Turkey: Acquisition Of A Real Property In Turkey By A Turkish Company With A Foreign Shareholding

Last Updated: 3 March 2009
Article by Guner Law Office


The acquisition of a real property in Turkey by a Turkish company with a foreign shareholding (a Foreign-Owned Company) became confusing by a decision of the Turkish Constitutional Court on 11 March 2008. This decision repealed Article 3(d) of the Foreign Direct Investments Law No. 4875 (FDIL), which allowed a Foreign-Owned Company to buy real property in Turkey on the same basis as Turkish companies with a Turkish shareholding. The decision became effective on 16 October 2008.

Following this decision, on 3 July 2008 Turkish Parliament passed Law No. 5782 (the Amending Law). The Amending Law amends Article 36 of the Title Deed Law No. 2644 (the Title Deed Law) and sets forth the principles under which a Foreign-Owned Company can buy real property in Turkey. It became effective on 15 July 2008.

Article 36 of the Title Deed Law (as amended by the Amending Law) sets out the following general principles:

1.1 Limit On Use Of Property By A Foreign-Owned Company

  1. A Foreign-Owned Company may buy real property in Turkey only in accordance with the scope of business set out in its articles of association. The same principle applies if a foreign individual/entity buys a share in a Turkish company which holds real property.
  2. If the relevant government authorities decide that a Foreign-Owned Company has breached this principle, this company must sell the relevant real property within a period of time determined by the Ministry of Finance.

1.2 Military/Security Zoning Approvals

  1. The Amending Law sets out certain checks/procedures if a real property to be acquired by a Foreign-Owned Company is located in a "military forbidden zone", "security zone", "strategic zone" or "special security zone".
  2. If a Foreign-Owned Company wants to buy a property in a "special security zone", this is subject to the approval of commissions to be set up in provincial governorships.
  3. If a Foreign-Owned Company wants to buy a property in a "military forbidden zone", "military security zone" or a "strategic zone" (each a Military Zone), this is subject to the approval of Turkish General Staff or any other commissioned military command (the Military Authorities).

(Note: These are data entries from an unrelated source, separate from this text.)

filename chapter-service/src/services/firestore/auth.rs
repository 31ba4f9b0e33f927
//! OAuth access tokens for the Firestore REST API.
//!
//! Four sources are supported: a service account key (signed JWT assertion
//! exchanged at the key's `token_uri`), gcloud user credentials (refresh
//! token exchange), the GCE metadata server for ambient credentials, and the
//! local emulator, which accepts a fixed owner token.

use crate::services::store::StoreError;
use chrono::{DateTime, Duration, Utc};
use jsonwebtoken::{encode, Algorithm, EncodingKey, Header};
use reqwest::Client;
use serde::{Deserialize, Serialize};
use std::path::Path;
use tokio::sync::Mutex;

pub const DATASTORE_SCOPE: &str = "https://www.googleapis.com/auth/datastore";
pub const DEFAULT_TOKEN_URI: &str = "https://oauth2.googleapis.com/token";
const JWT_BEARER_GRANT: &str = "urn:ietf:params:oauth:grant-type:jwt-bearer";
const REFRESH_TOKEN_GRANT: &str = "refresh_token";
const METADATA_BASE: &str = "http://metadata.google.internal/computeMetadata/v1";
const EMULATOR_TOKEN: &str = "owner";

/// Assertion lifetime accepted by Google's token endpoint (max one hour).
const ASSERTION_LIFETIME_SECS: i64 = 3600;
/// Tokens are refreshed this long before they expire.
const EXPIRY_MARGIN_SECS: i64 = 60;

/// The fields of a service account key file this client needs.
#[derive(Debug, Clone, Deserialize)]
pub struct ServiceAccountKey {
    pub client_email: String,
    pub private_key: String,
    #[serde(default)]
    pub private_key_id: Option<String>,
    #[serde(default)]
    pub project_id: Option<String>,
    #[serde(default = "default_token_uri")]
    pub token_uri: String,
}

fn default_token_uri() -> String {
    DEFAULT_TOKEN_URI.to_string()
}

/// User credentials written by `gcloud auth application-default login`.
#[derive(Debug, Clone, Deserialize)]
pub struct AuthorizedUser {
    pub client_id: String,
    pub client_secret: String,
    pub refresh_token: String,
    #[serde(default)]
    pub quota_project_id: Option<String>,
    #[serde(default = "default_token_uri")]
    pub token_uri: String,
}

/// A Google credentials JSON file, told apart by its `type` field.
#[derive(Debug, Clone, Deserialize)]
#[serde(tag = "type", rename_all = "snake_case")]
pub enum CredentialsFile {
    ServiceAccount(ServiceAccountKey),
    AuthorizedUser(AuthorizedUser),
}

impl CredentialsFile {
    pub async fn from_file(path: &Path) -> Result<Self, StoreError> {
        let raw = tokio::fs::read_to_string(path).await.map_err(|e| {
            StoreError::Credentials(format!("failed to read {}: {}", path.display(), e))
        })?;
        serde_json::from_str(&raw).map_err(|e| {
            StoreError::Credentials(format!("invalid credentials file {}: {}", path.display(), e))
        })
    }

    pub fn project_id(&self) -> Option<&str> {
        match self {
            CredentialsFile::ServiceAccount(key) => key.project_id.as_deref(),
            CredentialsFile::AuthorizedUser(user) => user.quota_project_id.as_deref(),
        }
    }

    pub fn into_source(self) -> Result<TokenSource, StoreError> {
        match self {
            CredentialsFile::ServiceAccount(key) => TokenSource::service_account(key),
            CredentialsFile::AuthorizedUser(user) => Ok(TokenSource::AuthorizedUser(user)),
        }
    }
}

#[derive(Debug, Serialize)]
struct AssertionClaims<'a> {
    iss: &'a str,
    scope: &'a str,
    aud: &'a str,
    iat: i64,
    exp: i64,
}

#[derive(Debug, Deserialize)]
struct TokenResponse {
    access_token: String,
    #[serde(default = "default_expires_in")]
    expires_in: i64,
}

fn default_expires_in() -> i64 {
    ASSERTION_LIFETIME_SECS
}

struct CachedToken {
    value: String,
    expires_at: DateTime<Utc>,
}

impl CachedToken {
    fn is_fresh(&self, now: DateTime<Utc>) -> bool {
        now + Duration::seconds(EXPIRY_MARGIN_SECS) < self.expires_at
    }
}

pub enum TokenSource {
    ServiceAccount {
        key: ServiceAccountKey,
        encoding_key: EncodingKey,
    },
    AuthorizedUser(AuthorizedUser),
    Metadata,
    Emulator,
}

impl TokenSource {
    pub fn service_account(key: ServiceAccountKey) -> Result<Self, StoreError> {
        let encoding_key = EncodingKey::from_rsa_pem(key.private_key.as_bytes())
            .map_err(|e| StoreError::Credentials(format!("failed to parse private key: {}", e)))?;
        Ok(TokenSource::ServiceAccount { key, encoding_key })
    }

    pub fn name(&self) -> &'static str {
        match self {
            TokenSource::ServiceAccount { .. } => "service_account",
            TokenSource::AuthorizedUser(_) => "authorized_user",
            TokenSource::Metadata => "metadata",
            TokenSource::Emulator => "emulator",
        }
    }
}

/// Hands out bearer tokens, fetching a new one only when the current one is about to expire.
pub struct TokenProvider {
    source: TokenSource,
    client: Client,
    cached: Mutex<Option<CachedToken>>,
}

impl TokenProvider {
    pub fn new(source: TokenSource, client: Client) -> Self {
        Self {
            source,
            client,
            cached: Mutex::new(None),
        }
    }

    pub fn source(&self) -> &TokenSource {
        &self.source
    }

    pub async fn token(&self) -> Result<String, StoreError> {
        let mut cached = self.cached.lock().await;
        let now = Utc::now();
        if let Some(token) = cached.as_ref().filter(|t| t.is_fresh(now)) {
            return Ok(token.value.clone());
        }

        let response = match &self.source {
            TokenSource::ServiceAccount { key, encoding_key } => {
                self.exchange_assertion(key, encoding_key, now).await?
            }
            TokenSource::AuthorizedUser(user) => self.refresh_user_token(user).await?,
            TokenSource::Metadata => self.fetch_metadata_token().await?,
            TokenSource::Emulator => TokenResponse {
                access_token: EMULATOR_TOKEN.to_string(),
                expires_in: ASSERTION_LIFETIME_SECS,
            },
        };

        tracing::debug!(
            source = self.source.name(),
            expires_in = response.expires_in,
            "Obtained Firestore access token"
        );

        let value = response.access_token.clone();
        *cached = Some(CachedToken {
            value: response.access_token,
            expires_at: now + Duration::seconds(response.expires_in),
        });
        Ok(value)
    }

    async fn exchange_assertion(
        &self,
        key: &ServiceAccountKey,
        encoding_key: &EncodingKey,
        now: DateTime<Utc>,
    ) -> Result<TokenResponse, StoreError> {
        let claims = AssertionClaims {
            iss: &key.client_email,
            scope: DATASTORE_SCOPE,
            aud: &key.token_uri,
            iat: now.timestamp(),
            exp: now.timestamp() + ASSERTION_LIFETIME_SECS,
        };

        let mut header = Header::new(Algorithm::RS256);
        header.kid = key.private_key_id.clone();
        let assertion = encode(&header, &claims, encoding_key)
            .map_err(|e| StoreError::Auth(format!("failed to sign assertion: {}", e)))?;

        let response = self
            .client
            .post(&key.token_uri)
            .form(&[("grant_type", JWT_BEARER_GRANT), ("assertion", assertion.as_str())])
            .send()
            .await
            .map_err(|e| StoreError::Network(e.to_string()))?;

        parse_token_response(response).await
    }

    async fn refresh_user_token(&self, user: &AuthorizedUser) -> Result<TokenResponse, StoreError> {
        let response = self
            .client
            .post(&user.token_uri)
            .form(&[
                ("grant_type", REFRESH_TOKEN_GRANT),
                ("client_id", user.client_id.as_str()),
                ("client_secret", user.client_secret.as_str()),
                ("refresh_token", user.refresh_token.as_str()),
            ])
            .send()
            .await
            .map_err(|e| StoreError::Network(e.to_string()))?;

        parse_token_response(response).await
    }

    async fn fetch_metadata_token(&self) -> Result<TokenResponse, StoreError> {
        let url = format!(
            "{}/instance/service-accounts/default/token?scopes={}",
            METADATA_BASE, DATASTORE_SCOPE
        );
        let response = self
            .client
            .get(&url)
            .header("Metadata-Flavor", "Google")
            .send()
            .await
            .map_err(|e| StoreError::Auth(format!("metadata server unreachable: {}", e)))?;

        parse_token_response(response).await
    }
}

async fn parse_token_response(response: reqwest::Response) -> Result<TokenResponse, StoreError> {
    if !response.status().is_success() {
        let status = response.status();
        let body = response.text().await.unwrap_or_default();
        return Err(StoreError::Auth(format!(
            "token endpoint returned {}: {}",
            status, body
        )));
    }

    response
        .json()
        .await
        .map_err(|e| StoreError::Auth(format!("invalid token response: {}", e)))
}

/// Project id of the ambient credentials, read from the metadata server.
pub async fn metadata_project_id(client: &Client) -> Result<String, StoreError> {
    let response = client
        .get(format!("{}/project/project-id", METADATA_BASE))
        .header("Metadata-Flavor", "Google")
        .send()
        .await
        .map_err(|e| StoreError::Credentials(format!("metadata server unreachable: {}", e)))?;

    if !response.status().is_success() {
        return Err(StoreError::Credentials(format!(
            "metadata server returned {} for project id",
            response.status()
        )));
    }

    let project_id = response
        .text()
        .await
        .map_err(|e| StoreError::Credentials(e.to_string()))?;
    Ok(project_id.trim().to_string())
}

#[cfg(test)]
mod tests {
    use super::*;

    #[test]
    fn cached_token_expires_with_margin() {
        let now = Utc::now();
        let token = CachedToken {
            value: "t".to_string(),
            expires_at: now + Duration::seconds(EXPIRY_MARGIN_SECS + 5),
        };
        assert!(token.is_fresh(now));
        assert!(!token.is_fresh(now + Duration::seconds(10)));
    }

    #[test]
    fn service_account_key_defaults_token_uri() {
        let key: ServiceAccountKey = serde_json::from_str(
            r#"{"client_email": "svc@p.iam.gserviceaccount.com", "private_key": "pem"}"#,
        )
        .unwrap();
        assert_eq!(key.token_uri, DEFAULT_TOKEN_URI);
        assert!(key.project_id.is_none());
    }

    #[test]
    fn credentials_file_is_told_apart_by_type() {
        let user: CredentialsFile = serde_json::from_str(
            r#"{
                "type": "authorized_user",
                "client_id": "id.apps.googleusercontent.com",
                "client_secret": "secret",
                "refresh_token": "1//refresh",
                "quota_project_id": "schools-dev"
            }"#,
        )
        .unwrap();
        assert_eq!(user.project_id(), Some("schools-dev"));
        let source = user.into_source().unwrap();
        assert_eq!(source.name(), "authorized_user");
        match source {
            TokenSource::AuthorizedUser(user) => assert_eq!(user.token_uri, DEFAULT_TOKEN_URI),
            _ => panic!("expected authorized user source"),
        }

        let unknown = serde_json::from_str::<CredentialsFile>(r#"{"type": "external_account"}"#);
        assert!(unknown.is_err());
    }

    #[test]
    fn rejects_unparseable_private_key() {
        let key = ServiceAccountKey {
            client_email: "svc@p.iam.gserviceaccount.com".to_string(),
            private_key: "not a pem".to_string(),
            private_key_id: None,
            project_id: Some("p".to_string()),
            token_uri: DEFAULT_TOKEN_URI.to_string(),
        };
        assert!(matches!(
            TokenSource::service_account(key),
            Err(StoreError::Credentials(_))
        ));
    }

    #[tokio::test]
    async fn emulator_uses_owner_token() {
        let provider = TokenProvider::new(TokenSource::Emulator, Client::new());
        assert_eq!(provider.token().await.unwrap(), "owner");
    }
}
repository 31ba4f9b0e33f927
//! service-core: Shared HTTP infrastructure for the chapter lookup backend.
pub mod config;
pub mod error;
pub mod middleware;
pub mod observability;

pub use axum;
pub use serde;
pub use serde_json;
pub use tokio;
pub use tower;
pub use tower_http;
pub use tracing;
use crate::services::store::{Record, RecordError};
use serde::{Deserialize, Serialize};

/// Stored field names. The casing differs from the API model on purpose.
pub mod fields {
    pub const CLASS: &str = "class";
    pub const CHAPTER: &str = "Chapter";
    pub const VIDEO_URL: &str = "video_url";
    pub const AUDIO_URL: &str = "audio_url";
}

/// Query parameters of `GET /chapter`.
#[derive(Debug, Clone, Copy, Deserialize)]
pub struct ChapterQuery {
    pub class_number: i64,
    pub chapter_number: i64,
}

#[derive(Debug, Clone, PartialEq, Serialize, Deserialize)]
pub struct ChapterResponse {
    pub class_number: i64,
    pub chapter_number: i64,
    pub video_url: Option<String>,
    pub audio_url: Option<String>,
}

/// Document id of a chapter, e.g. `class9chapter1`.
pub fn chapter_document_id(class_number: i64, chapter_number: i64) -> String {
    format!("class{}chapter{}", class_number, chapter_number)
}

impl ChapterResponse {
    /// Maps a stored chapter onto the API model, falling back to the
    /// requested numbers when the record omits them.
    pub fn from_record(
        record: &Record,
        class_number: i64,
        chapter_number: i64,
    ) -> Result<Self, RecordError> {
        Ok(Self {
            class_number: record.get_i64_or(fields::CLASS, class_number)?,
            chapter_number: record.get_i64_or(fields::CHAPTER, chapter_number)?,
            video_url: record.get_optional_str(fields::VIDEO_URL)?,
            audio_url: record.get_optional_str(fields::AUDIO_URL)?,
        })
    }
}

The Amending Law also states that government will introduce a regulation setting out how authorities can carry out these principles.

On 17 July 2008, the General Directorate of Land Registry and Cadastre issued a circular, a small part of which relates to Article 36 of the Title Deed Law. The circular states that provincial governorships will set up commissions to assess/approve ownership of Turkish real property by Foreign-Owned Companies. It also confirms the statement in the Amending Law that a future regulation will set out the details of the procedures and clarify other uncertain issues in Article 36.

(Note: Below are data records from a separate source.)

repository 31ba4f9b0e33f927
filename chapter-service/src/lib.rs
pub mod config;
pub mod handlers;
pub mod models;
pub mod services;
pub mod startup;
use axum::{extract::Request, http::header, middleware::Next, response::IntoResponse};

/// JSON-only API: nothing may be framed, sniffed or loaded from a response.
pub async fn security_headers_middleware(req: Request, next: Next) -> impl IntoResponse {
    let mut response = next.run(req).await;
    let headers = response.headers_mut();

    headers.insert(
        header::X_CONTENT_TYPE_OPTIONS,
        header::HeaderValue::from_static("nosniff"),
    );
    headers.insert(
        header::CONTENT_SECURITY_POLICY,
        header::HeaderValue::from_static("default-src 'none'; frame-ancestors 'none'"),
    );
    headers.insert(
        header::X_FRAME_OPTIONS,
        header::HeaderValue::from_static("DENY"),
    );
    headers.insert(
        header::REFERRER_POLICY,
        header::HeaderValue::from_static("no-referrer"),
    );

    response
}
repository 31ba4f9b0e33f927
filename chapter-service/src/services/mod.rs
pub mod chapters;
pub mod firestore;
pub mod memory;
pub mod metrics;
pub mod store;

pub use chapters::ChapterService;
pub use firestore::FirestoreStore;
pub use memory::InMemoryStore;
pub use metrics::{get_metrics, init_metrics, record_lookup};
pub use store::{DocumentStore, Record, RecordError, StoreError};
use axum::{
    Json,
    extract::rejection::QueryRejection,
    http::StatusCode,
    response::{IntoResponse, Response},
};
use serde::Serialize;
use thiserror::Error;

#[derive(Debug, Error)]
pub enum AppError {
    #[error("Validation error: {0}")]
    ValidationError(String),

    #[error("Not found: {0}")]
    NotFound(anyhow::Error),

    #[error("Internal server error: {0}")]
    InternalError(#[from] anyhow::Error),

    #[error("Service unavailable: {0}")]
    ServiceUnavailable(String),

    #[error("Configuration error: {0}")]
    ConfigError(anyhow::Error),
}

impl AppError {
    pub fn status_code(&self) -> StatusCode {
        match self {
            AppError::ValidationError(_) => StatusCode::UNPROCESSABLE_ENTITY,
            AppError::NotFound(_) => StatusCode::NOT_FOUND,
            AppError::InternalError(_) | AppError::ConfigError(_) => {
                StatusCode::INTERNAL_SERVER_ERROR
            }
            AppError::ServiceUnavailable(_) => StatusCode::SERVICE_UNAVAILABLE,
        }
    }

    /// Human-readable message returned to the caller in the `detail` field.
    pub fn detail(&self) -> String {
        match self {
            AppError::ValidationError(msg) | AppError::ServiceUnavailable(msg) => msg.clone(),
            AppError::NotFound(err) | AppError::InternalError(err) => format!("{:#}", err),
            AppError::ConfigError(err) => format!("Configuration error: {:#}", err),
        }
    }
}

impl From<config::ConfigError> for AppError {
    fn from(err: config::ConfigError) -> Self {
        AppError::ConfigError(anyhow::Error::new(err))
    }
}

impl From<QueryRejection> for AppError {
    fn from(rejection: QueryRejection) -> Self {
        AppError::ValidationError(rejection.body_text())
    }
}

impl From<std::io::Error> for AppError {
    fn from(err: std::io::Error) -> Self {
        AppError::InternalError(anyhow::Error::new(err))
    }
}

impl IntoResponse for AppError {
    fn into_response(self) -> Response {
        #[derive(Serialize)]
        struct ErrorResponse {
            detail: String,
        }

        (
            self.status_code(),
            Json(ErrorResponse {
                detail: self.detail(),
            }),
        )
            .into_response()
    }
}

#[cfg(test)]
mod tests {
    use super::*;

    #[test]
    fn maps_variants_to_status_codes() {
        assert_eq!(
            AppError::NotFound(anyhow::anyhow!("missing")).status_code(),
            StatusCode::NOT_FOUND
        );
        assert_eq!(
            AppError::ServiceUnavailable("down".to_string()).status_code(),
            StatusCode::SERVICE_UNAVAILABLE
        );
        assert_eq!(
            AppError::InternalError(anyhow::anyhow!("boom")).status_code(),
            StatusCode::INTERNAL_SERVER_ERROR
        );
        assert_eq!(
            AppError::ValidationError("bad".to_string()).status_code(),
            StatusCode::UNPROCESSABLE_ENTITY
        );
    }

    #[test]
    fn internal_detail_includes_context_chain() {
        let err = anyhow::anyhow!("connection reset").context("Error fetching chapter");
        let detail = AppError::InternalError(err).detail();
        assert_eq!(detail, "Error fetching chapter: connection reset");
    }

    #[tokio::test]
    async fn renders_detail_body() {
        let response = AppError::NotFound(anyhow::anyhow!("Chapter 5 not found for class 10"))
            .into_response();
        assert_eq!(response.status(), StatusCode::NOT_FOUND);

        let body = axum::body::to_bytes(response.into_body(), usize::MAX)
            .await
            .unwrap();
        let json: serde_json::Value = serde_json::from_slice(&body).unwrap();
        assert_eq!(json["detail"], "Chapter 5 not found for class 10");
    }
}
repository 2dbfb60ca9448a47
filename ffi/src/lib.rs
//! C-ABI wrapper around `platform-core`.
//!
//! # Overview
//! Exposes the platform operations — fetch, file I/O, directory handling —
//! through `extern "C"` functions so an embedding scripting host with a C
//! FFI can call them and raise the distinct error codes into its own
//! error-handling convention.
//!
//! # Design
//! - Every `extern "C"` function wraps its body in `catch_unwind` so panics
//!   never cross the FFI boundary.
//! - A single `FfiPlatformResult` envelope with `FfiDataTag` + `void* data`
//!   conveys success payloads and errors uniformly; the two never-failing
//!   predicates (`platform_file_exists`, `platform_is_dir`) return plain
//!   booleans.
//! - The C caller owns every returned pointer and must release it with
//!   `platform_free_result` or `platform_free_string`.

pub mod types;

use std::ffi::CStr;
use std::ffi::CString;
use std::os::raw::c_char;
use std::panic::catch_unwind;
use std::path::PathBuf;

use types::*;

/// Decode a caller-provided path, replacing invalid UTF-8 sequences.
///
/// # Safety
/// `ptr` must be non-null and point to a NUL-terminated string.
unsafe fn path_arg(ptr: *const c_char) -> PathBuf {
    PathBuf::from(CStr::from_ptr(ptr).to_string_lossy().into_owned())
}
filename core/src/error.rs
//! Error types for the platform module.
//!
//! # Design
//! Every failing system call maps to its own variant so the binding layer can
//! surface a precise failure to the embedding environment — there is no
//! generic catch-all. Variants carry the underlying OS error text where one
//! exists. The two documented exceptions to fail-loud behavior live in `fs`:
//! `file_exists` and `is_dir` answer `false` instead of failing on a missing
//! path.

use std::fmt;

/// Errors returned by the HTTP client and the filesystem utilities.
#[derive(Debug)]
pub enum PlatformError {
    /// The URL does not start with the literal prefix `http://`.
    UnsupportedScheme,

    /// Host name resolution produced no usable address.
    ResolutionFailed(String),

    /// The TCP connection to the resolved address could not be established.
    ConnectionFailed(String),

    /// The request could not be written in full, or exceeded the framing
    /// buffer limit before being written at all.
    SendFailed(String),

    /// Growing the response buffer failed.
    OutOfMemory,

    /// A file could not be opened for reading or writing.
    OpenFailed(String),

    /// The source file of a copy could not be opened.
    SourceOpenFailed(String),

    /// The destination file of a copy could not be opened.
    DestOpenFailed(String),

    /// The symbolic link could not be created.
    LinkFailed(String),

    /// A directory could not be opened for enumeration.
    OpenDirFailed(String),

    /// A directory could not be created.
    MkdirFailed(String),

    /// The source of a directory copy is not a directory.
    NotADirectory(String),

    /// A recursive directory copy failed while creating a directory or
    /// copying a subdirectory.
    CopyFailed(String),
}

impl fmt::Display for PlatformError {
    fn fmt(&self, f: &mut fmt::Formatter<'_>) -> fmt::Result {
        match self {
            PlatformError::UnsupportedScheme => {
                write!(f, "only http:// URLs are supported")
            }
            PlatformError::ResolutionFailed(msg) => {
                write!(f, "host resolution failed: {msg}")
            }
            PlatformError::ConnectionFailed(msg) => {
                write!(f, "connection failed: {msg}")
            }
            PlatformError::SendFailed(msg) => {
                write!(f, "sending request failed: {msg}")
            }
            PlatformError::OutOfMemory => {
                write!(f, "out of memory while buffering response")
            }
            PlatformError::OpenFailed(msg) => {
                write!(f, "could not open file: {msg}")
            }
            PlatformError::SourceOpenFailed(msg) => {
                write!(f, "could not open source file: {msg}")
            }
            PlatformError::DestOpenFailed(msg) => {
                write!(f, "could not open destination file: {msg}")
            }
            PlatformError::LinkFailed(msg) => {
                write!(f, "failed to create symlink: {msg}")
            }
            PlatformError::OpenDirFailed(msg) => {
                write!(f, "could not open directory: {msg}")
            }
            PlatformError::MkdirFailed(msg) => {
                write!(f, "failed to create directory: {msg}")
            }
            PlatformError::NotADirectory(path) => {
                write!(f, "not a directory: {path}")
            }
            PlatformError::CopyFailed(msg) => {
                write!(f, "failed to copy directory: {msg}")
            }
        }
    }
}

impl std::error::Error for PlatformError {}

On 12 November 2008 the regulation referred to in the Amending Law and the circular was published in the Official Gazette and came into force on the same day (the Regulation). The Regulation covers the topics mentioned in 2.1 to 2.5 below.

2.1 Application And Decision-Making Process For A Foreign-Owned Company To Buy Real Property In Turkey

The diagram at the end of this note illustrates the application and decision-making processes for the "Acquisition of a real property by a Foreign-Owned Company". This is also verbally described in paragraphs 2.1.1 to 2.1.3 below.

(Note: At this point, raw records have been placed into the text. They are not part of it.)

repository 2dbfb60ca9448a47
fn main() {
    let crate_dir = std::env::var("CARGO_MANIFEST_DIR").unwrap();
    match cbindgen::Builder::new()
        .with_crate(&crate_dir)
        .with_language(cbindgen::Language::C)
        .with_include_guard("PLATFORM_FFI_H")
        .generate()
    {
        Ok(bindings) => {
            bindings.write_to_file(format!("{crate_dir}/include/platform.h"));
        }
        Err(e) => println!("cargo:warning=cbindgen header generation failed: {e}"),
    }
}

2.1.1 Application To Provincial Governorship

If a Foreign-Owned Company wants to buy real property in Turkey, it must apply to the Provincial Planning and Co-ordination Directorate of the relevant provincial governorship and present certain information/documents mentioned in the Regulation (e.g. letter of application; the names, identification documents and addresses of the Foreign-Owned Company's managers etc.)

2.1.2 Processing Of Application By Provincial Governorship

Following the application, the relevant provincial governorship shall liaise (as necessary) with:

  1. the Provisional Directorate of Industry and Commerce;
  2. the Military Authorities; and
  3. the General Directorate of Security.

2.1.3 Decision-Making Process

Following (a) and (b), the table below sets out the potential scenarios and decision-making process as follows:



Military Authorities decide the property is not located in a Military Zone.

Made by the governorship.

Military Authorities decide the property is located in a Military Zone but allow the acquisition.

Military Authorities assess the application from the perspective of national security and tell the governorship of their opinion. If Military Authorities approve the acquisition then the governorship finalises the process.

General Directorate of Security decides the real property is located in a "special security zone".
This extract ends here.